Entries taken from a collection.
################
//! IzPack installation descriptor generator
//!
//! This library builds IzPack `install.xml` descriptors from typed sections:
//! - explicit attachment of singleton sections to an installation
//! - deterministic rendering with placeholders for absent sections
//! - side-car files for per-OS default install directories
//!
//! It can be used both as a CLI tool and as a library dependency.

pub mod cli;
pub mod error;
pub mod izpack;
pub mod metadata;

// Re-export commonly used types
pub use error::{AppError, CliError, Result};
//! Document assembly: the `<installation>` root.
//!
//! The root always has the same skeleton regardless of which sections are
//! populated, so two generated descriptors diff cleanly:
//!
//! ```text
//! <installation version="5.0">
//!     <!-- banner -->
//!     <!-- Generated at yyyy/MM/dd HH:mm:ss -->
//!     info, locale, resources, packaging, variables, guiprefs, panels, packs
//! </installation>
//! ```
//!
//! Absent optional sections render as `<!-- no <kind> section -->`.

use crate::izpack::{
    error::{Error, Result},
    markup::{Element, Node, WithAttributes, writer},
    section::{RenderContext, Section, Slot},
    sections::{GuiPrefs, Info, Packaging, Packs, Panels, Resources, Variables},
};
use chrono::NaiveDateTime;

/// `version` attribute of the root element.
pub const SCHEMA_VERSION: &str = "5.0";

/// Locale used when none is configured.
pub const FALLBACK_LOCALE: &str = "eng";

/// First comment of every generated descriptor.
pub const BANNER: &str =
    "IzPack installation descriptor generated by kodegen_bundler_izpack. Do not edit by hand.";

/// Format of the generation stamp comment.
pub const TIMESTAMP_FORMAT: &str = "%Y/%m/%d %H:%M:%S";

/// Section kinds held at most once per installation.
pub trait SingletonSection: Section + Sized {
    /// The slot for this kind.
    fn slot(installation: &Installation) -> &Slot<Self>;

    /// The slot for this kind, mutably.
    fn slot_mut(installation: &mut Installation) -> &mut Slot<Self>;
}

macro_rules! singleton_section {
    ($($ty:ty => $field:ident),* $(,)?) => {
        $(
            impl SingletonSection for $ty {
                fn slot(installation: &Installation) -> &Slot<Self> {
                    &installation.$field
                }

                fn slot_mut(installation: &mut Installation) -> &mut Slot<Self> {
                    &mut installation.$field
                }
            }
        )*
    };
}

singleton_section! {
    Info => info,
    Resources => resources,
    Packaging => packaging,
    Variables => variables,
    GuiPrefs => gui_prefs,
    Panels => panels,
    Packs => packs,
}

/// The whole descriptor.
///
/// # Examples
///
/// ```
/// use kodegen_bundler_izpack::izpack::{Info, Installation, Packaging, RenderContext};
///
/// # fn example() -> kodegen_bundler_izpack::izpack::Result<()> {
/// let mut installation = Installation::new();
/// installation.attach(Info::new("Demo"))?;
/// installation.attach(Packaging::default())?;
///
/// // A second packaging section is rejected immediately.
/// assert!(installation.attach(Packaging::default()).is_err());
///
/// let stamp = chrono::NaiveDate::from_ymd_opt(2024, 1, 2)
///     .and_then(|d| d.and_hms_opt(3, 4, 5))
///     .expect("valid date");
/// let xml = installation.to_xml(&RenderContext::default(), stamp)?;
/// assert!(xml.contains("<appname>Demo</appname>"));
/// # Ok(())
/// # }
/// # example().unwrap();
/// ```
#[derive(Clone, Debug, Default)]
pub struct Installation {
    info: Slot<Info>,
    resources: Slot<Resources>,
    packaging: Slot<Packaging>,
    variables: Slot<Variables>,
    gui_prefs: Slot<GuiPrefs>,
    panels: Slot<Panels>,
    packs: Slot<Packs>,
    locales: Vec<String>,
}

impl Installation {
    /// Creates an installation with no sections.
    pub fn new() -> Self {
        Self::default()
    }

    /// Attaches a singleton section, or clears its slot when given `None`.
    ///
    /// # Errors
    ///
    /// [`Error::DuplicateSection`] when a section of the same kind is
    /// already attached. Clearing always succeeds.
    pub fn attach<S: SingletonSection>(&mut self, section: impl Into<Option<S>>) -> Result<()> {
        S::slot_mut(self).attach(section.into())
    }

    /// Clears the slot for `S`.
    pub fn clear<S: SingletonSection>(&mut self) {
        // Attaching `None` cannot fail.
        let _ = S::slot_mut(self).attach(None);
    }

    /// The attached section of kind `S`.
    pub fn section<S: SingletonSection>(&self) -> Option<&S> {
        S::slot(self).get()
    }

    /// The attached section of kind `S`, mutably.
    pub fn section_mut<S: SingletonSection>(&mut self) -> Option<&mut S> {
        S::slot_mut(self).get_mut()
    }

    /// Adds a locale ISO3 code. Blank and repeated codes are ignored.
    pub fn add_locale(&mut self, iso3: impl Into<String>) -> &mut Self {
        let iso3 = iso3.into().trim().to_string();
        if !iso3.is_empty() && !self.locales.contains(&iso3) {
            self.locales.push(iso3);
        }
        self
    }

    /// Configured locales, or the fallback locale when none are.
    pub fn locales(&self) -> Vec<&str> {
        if self.locales.is_empty() {
            vec![FALLBACK_LOCALE]
        } else {
            self.locales.iter().map(String::as_str).collect()
        }
    }

    /// Renders the root element.
    ///
    /// # Errors
    ///
    /// [`Error::MissingField`] when the info section or its application name
    /// is missing, plus any error raised by a section. Nothing is partially
    /// rendered.
    pub fn render(&self, ctx: &RenderContext, generated_at: NaiveDateTime) -> Result<Element> {
        if !self.info.is_attached() {
            return Err(Error::MissingField {
                section: "installation".into(),
                field: Info::KIND.into(),
            });
        }

        let mut locale = Element::new("locale");
        locale.extend(
            self.locales()
                .into_iter()
                .map(|iso3| Element::new("langpack").with_attr("iso3", iso3)),
        );

        let mut root = Element::new("installation").with_attr("version", SCHEMA_VERSION);
        root.push(Node::comment(BANNER));
        root.push(Node::comment(format!(
            "Generated at {}",
            generated_at.format(TIMESTAMP_FORMAT)
        )));
        root.push(self.info.render_or_placeholder(ctx)?);
        root.push(locale);
        root.push(self.resources.render_or_placeholder(ctx)?);
        root.push(self.packaging.render_or_placeholder(ctx)?);
        root.push(self.variables.render_or_placeholder(ctx)?);
        root.push(self.gui_prefs.render_or_placeholder(ctx)?);
        root.push(self.panels.render_or_placeholder(ctx)?);
        root.push(self.packs.render_or_placeholder(ctx)?);

        Ok(root)
    }

    /// Renders and serializes the full descriptor text.
    pub fn to_xml(&self, ctx: &RenderContext, generated_at: NaiveDateTime) -> Result<String> {
        let root = self.render(ctx, generated_at)?;
        Ok(writer::to_document_string(&root))
    }
}
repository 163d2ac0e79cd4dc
//! Application-level error types.
//!
//! Wraps library errors with the CLI and manifest failures that only occur
//! at the application boundary.

use thiserror::Error;

/// Result type alias for application operations
pub type Result<T> = std::result::Result<T, AppError>;

/// Main error type for the command-line application
#[derive(Error, Debug)]
pub enum AppError {
    /// CLI argument errors
    #[error("CLI error: {0}")]
    Cli(#[from] CliError),

    /// IO errors
    #[error("IO error: {0}")]
    Io(#[from] std::io::Error),

    /// JSON serialization errors
    #[error("JSON error: {0}")]
    Json(#[from] serde_json::Error),

    /// TOML parsing errors
    #[error("TOML error: {0}")]
    Toml(#[from] toml::de::Error),

    /// Descriptor generation errors
    #[error("Generation error: {0}")]
    IzPack(#[from] crate::izpack::Error),
}

/// CLI-specific errors
#[derive(Error, Debug)]
pub enum CliError {
    /// Invalid command line arguments
    #[error("Invalid arguments: {reason}")]
    InvalidArguments {
        /// Reason for the error
        reason: String,
    },

    /// Command execution failed
    #[error("Command execution failed: {command} - {reason}")]
    ExecutionFailed {
        /// Command that failed
        command: String,
        /// Reason for the error
        reason: String,
    },
}

impl AppError {
    /// Process exit code for this error.
    ///
    /// Argument problems exit with 2, everything else with 1.
    pub fn exit_code(&self) -> i32 {
        match self {
            AppError::Cli(CliError::InvalidArguments { .. }) => 2,
            _ => 1,
        }
    }
}
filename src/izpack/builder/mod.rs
//! Generation orchestration.
//!
//! - [`prepare`] - per-OS install directory side-car planning
//! - [`checksum`] - SHA256 of the written descriptor
//! - [`orchestrator`] - the [`Generator`] tying render and write together

mod checksum;
mod orchestrator;
pub mod prepare;

pub use orchestrator::{GenerationReport, Generator, RenderedDescriptor};
pub use prepare::{PreparedResources, SideCar, prepare_install_dirs};
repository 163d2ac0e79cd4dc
//! Shared helpers.

pub mod fs;
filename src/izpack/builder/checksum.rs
//! Descriptor checksum calculation.

use crate::{bail, izpack::Result, izpack::error::ErrorExt};
use sha2::{Digest, Sha256};
use tokio::io::AsyncReadExt;

/// Calculates the SHA-256 of a written file.
///
/// Reads in 8KB chunks and returns the hex-encoded digest (64 characters).
pub async fn calculate_sha256(path: &std::path::Path) -> Result<String> {
    let metadata = tokio::fs::metadata(path)
        .await
        .fs_context("reading file metadata", path)?;
    if !metadata.is_file() {
        bail!("Path is not a file: {}", path.display());
    }

    let mut file = tokio::fs::File::open(path)
        .await
        .fs_context("opening file for checksum", path)?;
    let mut hasher = Sha256::new();
    let mut buffer = vec![0u8; 8192];

    loop {
        let n = file
            .read(&mut buffer)
            .await
            .fs_context("reading file for checksum", path)?;
        if n == 0 {
            break;
        }
        hasher.update(&buffer[..n]);
    }

    Ok(format!("{:x}", hasher.finalize()))
}

#[cfg(test)]
mod tests {
    use super::*;

    #[tokio::test]
    async fn hashes_known_content() {
        let dir = tempfile::tempdir().expect("tempdir");
        let path = dir.path().join("abc.txt");
        std::fs::write(&path, "abc").expect("write");

        let digest = calculate_sha256(&path).await.expect("checksum");
        assert_eq!(
            digest,
            "ba7816bf8f01cfea414140de5dae2223b00361a396177a9cb410ff61f20015ad"
        );
    }
}
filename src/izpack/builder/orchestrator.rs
//! Main generation orchestration.
//!
//! This module provides the [`Generator`] that plans side-car files,
//! renders the descriptor, and persists both once rendering succeeded.

use super::{
    checksum::calculate_sha256,
    prepare::{PreparedResources, prepare_install_dirs},
};
use crate::izpack::{
    GeneratorSettings, Installation, RenderContext, Resources, Result, utils::fs::write_text_file,
};
use serde::Serialize;
use std::path::PathBuf;

/// Outcome of a successful generation run.
#[derive(Clone, Debug, Serialize)]
pub struct GenerationReport {
    /// Path of the written descriptor.
    pub descriptor: PathBuf,

    /// Paths of the written install directory side-cars.
    pub side_cars: Vec<PathBuf>,

    /// Hex-encoded SHA-256 of the descriptor as written.
    pub sha256: String,
}

/// A descriptor rendered in memory, with the side-cars it references.
#[derive(Clone, Debug)]
pub struct RenderedDescriptor {
    /// Full document text, declaration included.
    pub xml: String,

    /// Side-car files the document refers to.
    pub prepared: PreparedResources,
}

/// Generation orchestrator.
///
/// # Examples
///
/// ```no_run
/// use kodegen_bundler_izpack::izpack::{Generator, GeneratorSettingsBuilder, Info, Installation};
///
/// # async fn example() -> kodegen_bundler_izpack::izpack::Result<()> {
/// let mut installation = Installation::new();
/// installation.attach(Info::new("Demo"))?;
///
/// let settings = GeneratorSettingsBuilder::new().output_dir("target").build()?;
/// let report = Generator::new(installation, settings).generate().await?;
/// println!("{} ({})", report.descriptor.display(), report.sha256);
/// # Ok(())
/// # }
/// ```
#[derive(Debug)]
pub struct Generator {
    installation: Installation,
    settings: GeneratorSettings,
}

impl Generator {
    /// Creates a generator for `installation`.
    pub fn new(installation: Installation, settings: GeneratorSettings) -> Self {
        Self {
            installation,
            settings,
        }
    }

    /// Returns the document being generated.
    pub fn installation(&self) -> &Installation {
        &self.installation
    }

    /// Returns the generator settings.
    pub fn settings(&self) -> &GeneratorSettings {
        &self.settings
    }

    /// Plans side-cars and renders the document without writing anything.
    pub fn render(&self) -> Result<RenderedDescriptor> {
        let prepared = prepare_install_dirs(
            self.installation.section::<Resources>(),
            &self.settings.generated_dir(),
        )?;
        let ctx = RenderContext::new(self.settings.base_dir())
            .with_install_dirs(prepared.install_dir_sources());
        let xml = self.installation.to_xml(&ctx, self.settings.timestamp())?;

        Ok(RenderedDescriptor { xml, prepared })
    }

    /// Renders, then writes side-cars and the descriptor.
    ///
    /// Nothing is written when rendering fails. Side-cars go first so an
    /// existing descriptor always has its side-cars next to it; they are
    /// removed again when any write fails.
    pub async fn generate(&self) -> Result<GenerationReport> {
        let rendered = self.render()?;

        if let Err(e) = rendered.prepared.write_all().await {
            rendered.prepared.remove_all().await;
            return Err(e);
        }

        let descriptor = self.settings.descriptor_path();
        if let Err(e) = write_text_file(&descriptor, &rendered.xml).await {
            rendered.prepared.remove_all().await;
            return Err(e);
        }
        let sha256 = calculate_sha256(&descriptor).await?;
        log::info!("Generated {} (sha256 {})", descriptor.display(), sha256);

        Ok(GenerationReport {
            descriptor,
            side_cars: rendered
                .prepared
                .side_cars()
                .iter()
                .map(|side_car| side_car.path.clone())
                .collect(),
            sha256,
        })
    }
}
//! Builder for constructing GeneratorSettings.

use super::GeneratorSettings;
use chrono::NaiveDateTime;
use std::path::{Path, PathBuf};

/// Builder for constructing [`GeneratorSettings`].
///
/// # Examples
///
/// ```no_run
/// use kodegen_bundler_izpack::izpack::GeneratorSettingsBuilder;
///
/// # fn example() -> kodegen_bundler_izpack::izpack::Result<()> {
/// let settings = GeneratorSettingsBuilder::new()
///     .output_dir("target")
///     .build()?;
/// # Ok(())
/// # }
/// ```
#[derive(Default)]
pub struct GeneratorSettingsBuilder {
    output_dir: Option<PathBuf>,
    base_dir: Option<PathBuf>,
    timestamp: Option<NaiveDateTime>,
}

impl GeneratorSettingsBuilder {
    /// Creates a new settings builder.
    pub fn new() -> Self {
        Default::default()
    }

    /// Sets the output root. Generated files land in `<dir>/izpack/`.
    ///
    /// # Required
    ///
    /// This field is required for building.
    pub fn output_dir<P: AsRef<Path>>(mut self, path: P) -> Self {
        self.output_dir = Some(path.as_ref().to_path_buf());
        self
    }

    /// Sets the directory relative file-set patterns are resolved against.
    ///
    /// Default: current directory
    pub fn base_dir<P: AsRef<Path>>(mut self, path: P) -> Self {
        self.base_dir = Some(path.as_ref().to_path_buf());
        self
    }

    /// Pins the generation stamp, for reproducible output.
    ///
    /// Default: local time at render
    pub fn timestamp(mut self, timestamp: NaiveDateTime) -> Self {
        self.timestamp = Some(timestamp);
        self
    }

    /// Builds the settings.
    ///
    /// # Errors
    ///
    /// Returns an error if `output_dir` is missing.
    pub fn build(self) -> crate::izpack::Result<GeneratorSettings> {
        use crate::izpack::error::Context;

        Ok(GeneratorSettings::new(
            self.output_dir.context("output_dir is required")?,
            self.base_dir.unwrap_or_else(|| PathBuf::from(".")),
            self.timestamp,
        ))
    }
}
################
What this task involves. For every line of the entries above that holds "constructing", add one to a tally, and report only the final count.

Exercise answer. 2